With the above written, the economy is strong. From an economic growth perspective, the range of Q4 GDP estimates is wide from S & P Global’ s 1.9% to the Atlanta Fed’s GDP Now estimate of 5.3%. Anywhere in between still means the 4Q and 2025 was quite positive.
A major driver of this growth has been AI CAPEX. Will AI CAPEX decline in 2026? Is this surge in AI CAPEX a major reason as to why productivity is surging?
There is a positive setup from the standpoint of easing financial conditions. QT ended in December and QE commenced again this month. Expanding Fed balance sheets is historically a positive event, which is now happening in conjunction with the Fed lowering interest rates. And then there are the expected tax cuts and financial deregulation via the easing of bank capital requirements.
Is the above all priced in the markets and will the litany of negatives become the primary market catalyst?
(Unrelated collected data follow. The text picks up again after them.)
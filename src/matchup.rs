use crate::ai::{choose_legal, ActionChooser, RandomChooser};
use crate::battle::{Battle, BattleOptions, BattleSnapshot, Outcome, Side, TurnRecord};
use crate::dex::Dex;
use crate::model::Combatant;
use rand::rngs::SmallRng;
use rand::{Rng, SeedableRng};
use rayon::prelude::*;
use serde::Serialize;
use std::sync::Arc;

#[derive(Debug, Clone, Serialize)]
pub struct BattleReport {
    pub turns: Vec<TurnRecord>,
    /// `None` when the turn cap was reached first.
    pub outcome: Option<Outcome>,
    pub final_state: BattleSnapshot,
}

/// Plays a battle to completion or `options.max_turns`.
pub fn simulate_battle(
    dex: Arc<Dex>,
    p1: Combatant,
    p2: Combatant,
    p1_chooser: &mut dyn ActionChooser,
    p2_chooser: &mut dyn ActionChooser,
    seed: u64,
    options: BattleOptions,
) -> BattleReport {
    let mut battle = Battle::with_options(dex.clone(), p1, p2, seed, options);
    let mut fallback_rng = SmallRng::seed_from_u64(seed.rotate_left(17));
    while battle.winner().is_none() && battle.turn() < options.max_turns {
        let me = battle.combatant(Side::P1);
        let foe = battle.combatant(Side::P2);
        let p1_move = choose_legal(p1_chooser, &dex, me, foe, &mut fallback_rng);
        let p2_move = choose_legal(p2_chooser, &dex, foe, me, &mut fallback_rng);
        battle.execute_turn(&p1_move, &p2_move);
    }
    BattleReport {
        turns: battle.history().to_vec(),
        outcome: battle.winner(),
        final_state: battle.snapshot(),
    }
}

#[derive(Debug, Clone, Copy, Default, PartialEq, Eq, Serialize)]
pub struct MatchupSummary {
    pub battles: u64,
    pub p1_wins: u64,
    pub p2_wins: u64,
    pub draws: u64,
    pub unfinished: u64,
}

impl MatchupSummary {
    /// Draws count as half a win; unfinished battles count as losses.
    pub fn win_rate(&self) -> f64 {
        if self.battles == 0 {
            return 0.0;
        }
        (self.p1_wins as f64 + 0.5 * self.draws as f64) / self.battles as f64
    }

    fn record(&mut self, outcome: Option<&Outcome>) {
        self.battles += 1;
        match outcome.map(Outcome::winner_side) {
            Some(Some(Side::P1)) => self.p1_wins += 1,
            Some(Some(Side::P2)) => self.p2_wins += 1,
            Some(None) => self.draws += 1,
            None => self.unfinished += 1,
        }
    }

    fn merge(mut self, other: MatchupSummary) -> MatchupSummary {
        self.battles += other.battles;
        self.p1_wins += other.p1_wins;
        self.p2_wins += other.p2_wins;
        self.draws += other.draws;
        self.unfinished += other.unfinished;
        self
    }
}

/// Runs `sims` random-vs-random battles in parallel. Each battle's seeds derive
/// from `seed` and its index, so results do not depend on thread scheduling.
pub fn run_matchup(
    dex: Arc<Dex>,
    p1: &Combatant,
    p2: &Combatant,
    sims: u64,
    seed: u64,
    options: BattleOptions,
) -> MatchupSummary {
    (0..sims)
        .into_par_iter()
        .map(|idx| {
            let mut rng = SmallRng::seed_from_u64(seed ^ (idx << 32) ^ idx);
            let mut p1_chooser = RandomChooser::damaging_only(rng.gen());
            let mut p2_chooser = RandomChooser::damaging_only(rng.gen());
            let report = simulate_battle(
                dex.clone(),
                p1.clone(),
                p2.clone(),
                &mut p1_chooser,
                &mut p2_chooser,
                rng.gen(),
                options,
            );
            let mut summary = MatchupSummary::default();
            summary.record(report.outcome.as_ref());
            summary
        })
        .reduce(MatchupSummary::default, MatchupSummary::merge)
}
//! Error types for value construction

use thiserror::Error;

#[derive(Debug, Clone, PartialEq, Eq, Error)]
pub enum AddressError {
    #[error("Invalid length: expected {expected} bytes, found {found} bytes")]
    InvalidLength { expected: usize, found: usize },

    #[error("Invalid encoding: {0}")]
    InvalidEncoding(String),
}

impl AddressError {
    /// Check if the input was well-formed but decoded to the wrong size
    pub fn is_length_error(&self) -> bool {
        matches!(self, AddressError::InvalidLength { .. })
    }
}

pub type Result<T> = std::result::Result<T, AddressError>;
There are always an infinite number of variables that could impact the markets with the significance of each variable changing on a moment’s notice.
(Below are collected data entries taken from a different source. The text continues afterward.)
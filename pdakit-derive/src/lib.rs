//! # pdakit address derivation
//!
//! Deterministic addresses for accounts that have no secret key.
//!
//! ## Components
//! - [`hasher`]: SHA-256 with an appended domain separation tag
//! - [`curve`]: Edwards25519 membership test
//! - [`pda`]: program derived address creation and bump search
//!
//! ## Example
//!
//! ```rust
//! use pdakit_core::Pubkey;
//! use pdakit_derive::{create_program_address, find_program_address, is_on_curve};
//!
//! let program_id: Pubkey = "BPFLoaderUpgradeab1e11111111111111111111111".parse().unwrap();
//! let (vault, bump) = find_program_address(&[b"vault"], &program_id).unwrap();
//!
//! assert!(!is_on_curve(&vault));
//! assert_eq!(create_program_address(&[b"vault", &[bump]], &program_id), Ok(vault));
//! ```

pub mod error;
pub mod hasher;
pub mod curve;
pub mod pda;

pub use error::{DeriveError, Result};
pub use hasher::{domain_hash, extend_and_hash, hash, hashv, Hasher};
pub use curve::{bytes_are_curve_point, is_on_curve, CurveCheck, Ed25519};
pub use pda::{check_seeds, create_program_address, create_with_seed, find_program_address, Deriver};
pub use pdakit_core::{MAX_SEEDS, MAX_SEED_LEN, PDA_MARKER};
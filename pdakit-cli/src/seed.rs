//! Seed argument syntax.
//!
//! ```text
//! vault              UTF-8 bytes of the text
//! hex:deadbeef       hex-decoded bytes
//! pubkey:<base58>    the 32 bytes of an address
//! u8:7 u16:7 u32:7 u64:7   little-endian integers
//! ```

use anyhow::{bail, Context, Result};
use pdakit_core::{Pubkey, MAX_SEED_LEN};

pub fn parse_seed(arg: &str) -> Result<Vec<u8>> {
    let bytes = match arg.split_once(':') {
        Some(("hex", value)) => hex::decode(value).with_context(|| format!("invalid hex seed {:?}", value))?,
        Some(("pubkey", value)) => value
            .parse::<Pubkey>()
            .with_context(|| format!("invalid pubkey seed {:?}", value))?
            .to_bytes()
            .to_vec(),
        Some(("u8", value)) => parse_int::<u8>(value)?.to_le_bytes().to_vec(),
        Some(("u16", value)) => parse_int::<u16>(value)?.to_le_bytes().to_vec(),
        Some(("u32", value)) => parse_int::<u32>(value)?.to_le_bytes().to_vec(),
        Some(("u64", value)) => parse_int::<u64>(value)?.to_le_bytes().to_vec(),
        _ => arg.as_bytes().to_vec(),
    };

    if bytes.len() > MAX_SEED_LEN {
        bail!("seed {:?} is {} bytes, at most {} allowed", arg, bytes.len(), MAX_SEED_LEN);
    }
    Ok(bytes)
}

fn parse_int<T>(value: &str) -> Result<T>
where
    T: std::str::FromStr,
    T::Err: std::error::Error + Send + Sync + 'static,
{
    value
        .parse::<T>()
        .with_context(|| format!("invalid integer seed {:?}", value))
}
Earnings season accelerates this week. If the economy is expanding around a 5% pace, the odds of upside earnings surprises increase.
Changing topics, 10 stocks in the S & P 500 now account for roughly 40% of the index’s total market capitalization. According to Bloomberg, from 1880-2010, the top 10 averaged about 18% of the index.
Writing it differently, if one invests $100,000 in an S & P 500 index fund, roughly $40,000 goes into just 10 companies concentrated in just one sector. The remaining $60,000 gets spread across the other 490 companies and 10 sectors.
Bloomberg further writes, according to State Street, only 44 stocks are driving the index’s returns—the lowest number in over 35 years. One thinks an S & P 500 index fund is diversified but in reality, it is not where only 44 stocks are delivering the return with a heavy exposure to one sector and a handful of mega tech names. The S & P 500 PE ratio stands at a lofty 28.2.
Wow.
What will happen this week?
The economic calendar is comprised of the monthly PCE data, personal income and spending, the Index of Leading Economic Indicators and final print of third quarter GDP.
Last night the foreign markets were down. London was down 1.07%, Paris down 1.19% and Frankfurt down 1.55%. China was down 0.02%, Japan down 1.11% and Hang Seng down 0.29%.
Dow and NASDAQ futures are down 1% and 1.85%, respectively, on Greenland and the rout in Japanese longer dated debt.
The 10-year is off 15/32 to yield 4.28%. The yield curve is steepening as a fierce selloff in Japanese debt has spilled over into the global debt markets. The Japanese 40-year benchmark “rocketed” above 4% for the first time in history. There is also concern that European holders of Treasuries could weaponize their positions in retaliation to Trump’s Greenland threats. The question is how realistic is this concern for a myriad of reasons.